• [About this task]:
Below are records; reproduce exactly the lines from the first through the one containing "an in-memory write".

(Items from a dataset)

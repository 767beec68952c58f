//! Archive cache
//!
//! An [`ArchiveCache`] owns four files on its storage backend:
//!
//! - `<name>`: the data file, a spanning heap of packed binary artifacts
//! - `<name>.dir`: the directory (object states, block locations, heap layout)
//! - `<name>.debug`: attached strings (display names, metrics and log text)
//! - `<name>.deps`: dependency snapshots per object
//!
//! Producers [`commit`](ArchiveCache::commit) objects into an in-memory write
//! buffer which is merged into the files by
//! [`flush_to_disk`](ArchiveCache::flush_to_disk). Consumers open objects with
//! [`try_open_from_cache`](ArchiveCache::try_open_from_cache) and read from the
//! buffered copy if there is one, otherwise from the files.
//!
//! One mutex guards the write buffer, the change ids and the cached read-side
//! snapshots of the directory and dependency table.

use crate::artifact::{Artifact, AssetState, ObjectId};
use crate::depval::{self, DependencyTable, DependencyToken, DependentFile};
use crate::directory::ArchiveDirectory;
use crate::error::{ArchiveError, Result};
use crate::pending::{FlushCallback, PendingCommit, WriteBuffer};
use crate::resolve::ArtifactCollection;
use crate::storage::Storage;
use crate::text_table;
use crate::CacheConfig;
use parking_lot::Mutex;
use serde::Serialize;
use std::collections::BTreeMap;
use std::ffi::OsString;
use std::fmt;
use std::io;
use std::path::{Path, PathBuf};
use std::sync::Arc;
use tracing::{debug, warn};

/// Locations of the files that make up one archive
#[derive(Debug, Clone, PartialEq, Eq)]
pub struct ArchivePaths {
    pub data: PathBuf,
    pub directory: PathBuf,
    pub debug: PathBuf,
    pub deps: PathBuf,
}

impl ArchivePaths {
    pub fn new(main_file: impl Into<PathBuf>) -> Self {
        let data = main_file.into();
        ArchivePaths {
            directory: with_suffix(&data, ".dir"),
            debug: with_suffix(&data, ".debug"),
            deps: with_suffix(&data, ".deps"),
            data,
        }
    }
}

fn with_suffix(path: &Path, suffix: &str) -> PathBuf {
    let mut name = OsString::from(path.as_os_str());
    name.push(suffix);
    PathBuf::from(name)
}

/// State guarded by the cache lock
#[derive(Debug, Default)]
pub(crate) struct CacheState {
    pub(crate) buffer: WriteBuffer,
    directory: Option<Arc<ArchiveDirectory>>,
    dependencies: Option<Arc<DependencyTable>>,
}

impl CacheState {
    /// Forget the read-side snapshots; they are reloaded on next use
    pub(crate) fn invalidate_snapshots(&mut self) {
        self.directory = None;
        self.dependencies = None;
    }

    /// Directory snapshot, loading it if needed. Failures are not cached.
    pub(crate) fn directory(&mut self, storage: &dyn Storage, path: &Path) -> Result<Arc<ArchiveDirectory>> {
        if let Some(directory) = &self.directory {
            return Ok(directory.clone());
        }

        let directory = read_directory(storage, path)
            .map_err(|e| ArchiveError::DirectoryUnavailable(format!("{}: {}", path.display(), e)))?;
        let directory = Arc::new(directory);
        self.directory = Some(directory.clone());
        Ok(directory)
    }

    /// Dependency table snapshot, loading it if needed
    pub(crate) fn dependencies(&mut self, storage: &dyn Storage, path: &Path) -> Result<Arc<DependencyTable>> {
        if let Some(table) = &self.dependencies {
            return Ok(table.clone());
        }

        let table = Arc::new(load_dependency_table(storage, path)?);
        self.dependencies = Some(table.clone());
        Ok(table)
    }
}

/// Read the directory file; a missing or empty file is an empty directory
pub(crate) fn read_directory(storage: &dyn Storage, path: &Path) -> Result<ArchiveDirectory> {
    let mut file = match storage.open_read(path) {
        Ok(file) => file,
        Err(e) if e.kind() == io::ErrorKind::NotFound => return Ok(ArchiveDirectory::new()),
        Err(e) => return Err(e.into()),
    };
    if storage.file_size(path)? == 0 {
        return Ok(ArchiveDirectory::new());
    }
    ArchiveDirectory::load(&mut file)
}

/// Load the `.debug` table. Missing or unparsable files read as empty.
pub(crate) fn load_debug_strings(storage: &dyn Storage, path: &Path) -> Result<BTreeMap<String, String>> {
    let bytes = match storage.read_all(path) {
        Ok(bytes) => bytes,
        Err(e) if e.kind() == io::ErrorKind::NotFound => return Ok(BTreeMap::new()),
        Err(e) => return Err(e.into()),
    };
    match text_table::parse_table(&String::from_utf8_lossy(&bytes)) {
        Ok(table) => Ok(table),
        Err(e) => {
            warn!("Discarding unreadable attached string table {}: {}", path.display(), e);
            Ok(BTreeMap::new())
        }
    }
}

/// Load the `.deps` table. Missing or unparsable files read as empty.
pub(crate) fn load_dependency_table(storage: &dyn Storage, path: &Path) -> Result<DependencyTable> {
    let bytes = match storage.read_all(path) {
        Ok(bytes) => bytes,
        Err(e) if e.kind() == io::ErrorKind::NotFound => return Ok(DependencyTable::new()),
        Err(e) => return Err(e.into()),
    };
    match depval::parse_dependency_table(&String::from_utf8_lossy(&bytes)) {
        Ok(table) => Ok(table),
        Err(e) => {
            warn!("Discarding unreadable dependency table {}: {}", path.display(), e);
            Ok(DependencyTable::new())
        }
    }
}

/// Key under which an object's display name is stored in the `.debug` table
pub(crate) fn object_key(object_id: ObjectId) -> String {
    format!("{:x}", object_id)
}

/// Space used by one object
#[derive(Debug, Clone, PartialEq, Eq, Serialize)]
pub struct BlockMetrics {
    pub object_id: ObjectId,
    /// Start in the data file; `None` while the object is only buffered
    pub offset: Option<u32>,
    pub size: u64,
    pub attached_string: Option<String>,
}

/// Space usage of an archive
#[derive(Debug, Clone, Default, PartialEq, Eq, Serialize)]
pub struct ArchiveMetrics {
    /// Padded bytes occupied by flushed objects
    pub used_space: u64,
    /// Current size of the data file
    pub allocated_file_size: u64,
    pub blocks: Vec<BlockMetrics>,
}

/// A file-backed cache of build artifacts
pub struct ArchiveCache {
    pub(crate) storage: Option<Arc<dyn Storage>>,
    pub(crate) paths: ArchivePaths,
    pub(crate) config: CacheConfig,
    pub(crate) state: Mutex<CacheState>,
}

impl ArchiveCache {
    /// Create a cache over `main_file`
    ///
    /// Without a storage backend the cache only ever holds buffered objects.
    pub fn new(
        storage: Option<Arc<dyn Storage>>,
        main_file: impl Into<PathBuf>,
        config: CacheConfig,
    ) -> Self {
        let paths = ArchivePaths::new(main_file);

        if let Some(storage) = &storage {
            if config.create_directories {
                if let Some(parent) = paths.data.parent() {
                    if let Err(e) = storage.create_dir_all(parent) {
                        warn!("Could not create archive directory {}: {}", parent.display(), e);
                    }
                }
            }
        }

        debug!("Created archive cache for {}", paths.data.display());
        ArchiveCache {
            storage,
            paths,
            config,
            state: Mutex::new(CacheState::default()),
        }
    }

    pub fn paths(&self) -> &ArchivePaths {
        &self.paths
    }

    pub fn config(&self) -> &CacheConfig {
        &self.config
    }

    pub fn storage(&self) -> Option<&Arc<dyn Storage>> {
        self.storage.as_ref()
    }

    /// Buffer a new version of an object
    ///
    /// Replaces any commit for the same object that hasn't been flushed yet.
    /// Nothing is mutated when validation fails.
    pub fn commit(
        &self,
        object_id: ObjectId,
        display_name: impl Into<String>,
        artifacts: Vec<Artifact>,
        state: AssetState,
        deps: Vec<DependentFile>,
        on_flush: Option<FlushCallback>,
    ) -> Result<()> {
        let commit = PendingCommit::new(object_id, display_name, artifacts, state, deps, on_flush)?;

        let mut cache_state = self.state.lock();
        let size = commit.total_binary_size;
        let change_id = cache_state.buffer.insert(commit);
        debug!(
            "Committed object {:#x} ({} binary bytes, change id {})",
            object_id, size, change_id
        );
        Ok(())
    }

    /// Number of commits waiting for the next flush
    pub fn pending_commits(&self) -> usize {
        self.state.lock().buffer.len()
    }

    /// Open an object if it is present and up to date
    ///
    /// Returns `None` for unknown objects and for objects whose source files
    /// changed since they were built. With dependency checking disabled every
    /// id opens; missing data then surfaces when requests are resolved.
    pub fn try_open_from_cache(self: &Arc<Self>, object_id: ObjectId) -> Option<ArtifactCollection> {
        let mut state = self.state.lock();
        let change_id = state.buffer.change_id(object_id);
        let collection = ArtifactCollection::new(self.clone(), object_id, change_id);

        if !self.config.check_dependencies {
            return Some(collection);
        }

        match self.lookup_dependencies(&mut state, object_id) {
            Ok(Some(token)) if self.token_is_valid(&token) => Some(collection),
            Ok(Some(_)) => {
                debug!("Object {:#x} is out of date", object_id);
                None
            }
            Ok(None) => None,
            Err(e) => {
                warn!("Could not validate object {:#x}: {}", object_id, e);
                None
            }
        }
    }

    /// Dependencies recorded for an object; `None` if the cache doesn't know it
    pub(crate) fn lookup_dependencies(
        &self,
        state: &mut CacheState,
        object_id: ObjectId,
    ) -> Result<Option<DependencyToken>> {
        if let Some(commit) = state.buffer.get(object_id) {
            return Ok(Some(commit.dep_val.clone()));
        }

        let storage = match &self.storage {
            Some(storage) => storage.as_ref(),
            None => return Ok(None),
        };

        let directory = state.directory(storage, &self.paths.directory)?;
        if directory.collection_state(object_id).is_none() {
            return Ok(None);
        }

        let table = state.dependencies(storage, &self.paths.deps)?;
        let files = table.get(&object_id).cloned().unwrap_or_default();
        Ok(Some(DependencyToken::new(files)))
    }

    pub(crate) fn token_is_valid(&self, token: &DependencyToken) -> bool {
        match &self.storage {
            Some(storage) => token.is_valid(storage.as_ref()),
            None => true,
        }
    }

    /// Space usage of flushed and buffered objects
    ///
    /// Buffered objects replace their flushed entry and report no offset. An
    /// unreadable directory contributes nothing.
    pub fn metrics(&self) -> ArchiveMetrics {
        let mut state = self.state.lock();
        let mut metrics = ArchiveMetrics::default();

        if let Some(storage) = &self.storage {
            let storage = storage.as_ref();
            match state.directory(storage, &self.paths.directory) {
                Ok(directory) => {
                    let debug_strings = load_debug_strings(storage, &self.paths.debug)
                        .unwrap_or_else(|e| {
                            warn!("Could not read attached strings: {}", e);
                            BTreeMap::new()
                        });

                    for run in directory.blocks.chunk_by(|a, b| a.object_id == b.object_id) {
                        let object_id = run[0].object_id;
                        let size: u64 = run.iter().map(|b| b.padded_size()).sum();
                        metrics.used_space += size;
                        metrics.blocks.push(BlockMetrics {
                            object_id,
                            offset: Some(run[0].start),
                            size,
                            attached_string: debug_strings.get(&object_key(object_id)).cloned(),
                        });
                    }
                }
                Err(e) => warn!("Metrics skipped flushed objects: {}", e),
            }

            metrics.allocated_file_size = storage.file_size(&self.paths.data).unwrap_or(0);
        }

        for commit in state.buffer.commits() {
            let entry = BlockMetrics {
                object_id: commit.object_id,
                offset: None,
                size: commit.total_binary_size as u64,
                attached_string: None,
            };
            match metrics
                .blocks
                .binary_search_by_key(&commit.object_id, |b| b.object_id)
            {
                Ok(index) => metrics.blocks[index] = entry,
                Err(index) => metrics.blocks.insert(index, entry),
            }
        }

        metrics
    }

    /// Flush pending commits and report any failure
    pub fn close(&self) -> Result<()> {
        self.flush_to_disk()
    }
}

impl Drop for ArchiveCache {
    fn drop(&mut self) {
        let pending = self.state.get_mut().buffer.len();
        if pending > 0 {
            warn!(
                "Archive cache {} dropped with {} unflushed commits",
                self.paths.data.display(),
                pending
            );
        }
    }
}

impl fmt::Debug for ArchiveCache {
    fn fmt(&self, f: &mut fmt::Formatter<'_>) -> fmt::Result {
        f.debug_struct("ArchiveCache")
            .field("paths", &self.paths)
            .field("has_storage", &self.storage.is_some())
            .field("config", &self.config)
            .finish()
    }
}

• [Solution to this problem]:
repository 767beec68952c58f
//! Archive cache
//!
//! An [`ArchiveCache`] owns four files on its storage backend:
//!
//! - `<name>`: the data file, a spanning heap of packed binary artifacts
//! - `<name>.dir`: the directory (object states, block locations, heap layout)
//! - `<name>.debug`: attached strings (display names, metrics and log text)
//! - `<name>.deps`: dependency snapshots per object
//!
//! Producers [`commit`](ArchiveCache::commit) objects into an in-memory write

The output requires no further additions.